И вот мы с Казакевичем у Тарасенкова, под сенью его изумительного собрания русской поэзии XX века, занимавшего все — с пола до потолка — полки его библиотеки. Руками ценителя и скряги Тарасенков достаёт — одну задругой - цветаевские книги, машинописные и типографские оттиски, переплетённые им в яркие ситцы, рассказывает, каким трудом, хитростью или чудом доставались они ему.
Когда среди них я опознала свою «Царь-Девицу», в 1941 г. выкраденную из материнского архива и проданную в Лавку писателей, откуда её извлёк Тарасенков, — на его лице отразилось такое страдание, что я молча поставила синенький томик с тиснёными своими инициалами обратно на полку, где она и стоит по сей день. - А лицо у Тарасенкова было очень русское, почти лубочное, голубоглазое и губош-лёпистое. Близость смерти делала его значительным...
Мы собрались, чтобы поговорить о составе будущей книги. Казакевич сидел у стола, круг света из-под зелёного абажура падал на его руки. Он взял лист бумаги и, прикусив папиросу, морщась от её дымка, вывел синим, безупречно отточенным тарасенковским карандашом:
МАРИНА ЦВЕТАЕВА Стихотворения, поэмы, драмы
Этот листок у меня и сейчас хранится.
Работать над первой посмертной книгой матери оказалось трудно и больно. Всё сиротство написанного ею, но ей больше не принадлежавшего, представало мне во весь рост в каждом стихотворении, которое мы с Тарасенковым «взвешивали» и «обсуждали». Любое, ею созданное, произведение, теперь принадлежало всем и никому, оказывалось во власти любых вкусов, пристрастий, отрицаний, конъюнктур, толкований. Каждый (в том числе и мы с Тарасенковым), действуя от имени и во имя пока ещё мифического «широкого читателя», был вправе нарушать и игнорировать волю автора, его замысел, менять местами краеугольное и второстепенное, клеить ярлыки, за уши притягивать, освещать, приглушать, обходить. Ибо именно в этом, как очень скоро для меня, неискушённой, выяснилось, и заключалась одна из основных задач составителей в лето господне 1955. Впрочем, мне ли, прожившей бок о бок с матерью почти всю её творческую жизнь, было поражаться несоответствию верблюда и игольного ушка — таланта и времени?

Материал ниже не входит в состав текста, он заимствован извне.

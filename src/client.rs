use std::fmt;
use std::sync::Arc;
use std::time::Duration;

use rand::Rng;
use reqwest::{header, redirect};
use tokio::time::sleep;
use tokio_util::sync::CancellationToken;

use crate::{
    classify::classify,
    cluster::{NodeDirectory, PeerStatus, RoleHint},
    decode::{decode_exec_outcome, decode_result_set},
    wire::{self, Disposition, Envelope},
    BatchOptions, ClientOptions, Consistency, ExecOutcome, NodeInfo, Params, PeerRole,
    QuorumDbError, Result, ResultSet, Statement, StatementOutcome, Transaction,
};

#[derive(Clone)]
enum Auth {
    None,
    Basic { user: String, password: String },
    Bearer(String),
}

/// Where one request goes: the query endpoint with a consistency level, or
/// the execute endpoint, optionally as one atomic unit.
#[derive(Clone, Copy, Debug)]
enum Route {
    Query(Consistency),
    Execute { atomic: bool },
}

/// Cluster-aware HTTP client for QuorumDB.
///
/// Tracks known peers and the believed leader, routes reads by consistency
/// level and writes to the leader, and fails over across peers with
/// exponential backoff. Cloning is cheap and clones share the same node
/// directory and connection pool.
#[derive(Clone)]
pub struct QuorumDbClient {
    http: reqwest::Client,
    directory: Arc<NodeDirectory>,
    auth: Auth,
    options: ClientOptions,
}

impl fmt::Debug for QuorumDbClient {
    fn fmt(&self, f: &mut fmt::Formatter<'_>) -> fmt::Result {
        f.debug_struct("QuorumDbClient")
            .field("peers", &self.directory.peers())
            .field("auth", &"<redacted>")
            .field("options", &self.options)
            .finish()
    }
}
/// Read consistency level, passed as the `level` query parameter.
///
/// `None` may be served from a stale follower; `Weak` checks leadership
/// before reading; `Linearizable` and `Strong` force a leader round-trip
/// through the consensus log.
#[derive(Clone, Copy, Debug, Default, Eq, PartialEq)]
pub enum Consistency {
    None,
    #[default]
    Weak,
    Linearizable,
    Strong,
}

impl Consistency {
    /// Wire name of the level.
    pub fn as_param(self) -> &'static str {
        match self {
            Self::None => "none",
            Self::Weak => "weak",
            Self::Linearizable => "linearizable",
            Self::Strong => "strong",
        }
    }

}

impl std::fmt::Display for Consistency {
    fn fmt(&self, f: &mut std::fmt::Formatter<'_>) -> std::fmt::Result {
        f.write_str(self.as_param())
    }
}

#[cfg(test)]
mod tests {
    use super::Consistency;

    #[test]
    fn wire_names() {
        assert_eq!(Consistency::None.as_param(), "none");
        assert_eq!(Consistency::Weak.as_param(), "weak");
        assert_eq!(Consistency::Linearizable.as_param(), "linearizable");
        assert_eq!(Consistency::Strong.as_param(), "strong");
    }

    #[test]
    fn default_is_weak() {
        assert_eq!(Consistency::default(), Consistency::Weak);
    }
}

Нелепа была моя надежда устранить это несоответствие, вступая в учтивые и косноязычные споры с очевидностью, — с самим Тарасенковым, его многоопытностью, гурманским вкусом и цензорской хваткой.
Сборник, задуманный как ретроспективный, виделся ему неким довольно полным собранием ранней цветаевской лирики (1916 и немного 1920 годов), а дальше превращался в сплошные провалы и белые пятна с редкими островками «приемлемого», да и то не безоговорочно...
«Прекрасное стихотворение, — мягко, с неистребимым добродушием говорил Тарасенков, - но, право же, непонятное широкому читателю. А вот к этой строфе обязательно, вы уж мне поверьте, придерётся Главлит. Зачем гусей дразнить? Давайте заменим каким-нибудь стихом из цикла “Комедиант”, а? Жаль “Сивиллу”, я понимаю, но...»
Он, действительно, понимал. И стихи, и их непроходимость в это самое ушко. А я понимала только стихи, и неясно было мне, почему такой обуженной меркой должен был измеряться их «широкий читатель».
В недалёком будущем мне пришлось убедиться, насколько, в общем-то, был терпим (в пределах дозволенного) — Тарасенков.
Во всех подробностях составления сборника Казакевич не участвовал. Он иногда заходил — забегал — к Тарасенкову, причём, вспоминаю
теперь, что визиты эти почти всегда неприметно совпадали с ухудшением состояния здоровья А<натолия> К<узьмича>, которого он умел рассеивать, смешить, отвлекать от мыслей о неизбежном с мальчишеской, казавшейся непреднамеренной, непосредственностью.
Красивая, похожая на императрицу Евгению4 в современном во-площении, Маша, жена Тарасенкова, поила нас чаем; разговор за столом тёк весело и дружелюбно. Мужчины подтрунивали друг над другом, как подростки; Маша от них не отставала; посмотреть со стороны — все казались счастливыми, а счастье - прочным. Потом переходили в тарасенковский кабинет. — «Ну, как работа над книгой?» -спрашивал, серьёзнея, Казакевич. Мы рассказывали, спрашивали его мнения о том или ином стихотворении, которое Анатолий Кузьмич обычно читал вслух, а Казакевич непременно перечитывал про себя. Он, правда, куда осмотрительнее, чем я, тоже настаивал на включении возможно большего количества поздних стихов; советовал даже несколько перегрузить эту часть сборника, «чтобы редактору и Главлиту было что выкидывать — не то начнут резать по живому».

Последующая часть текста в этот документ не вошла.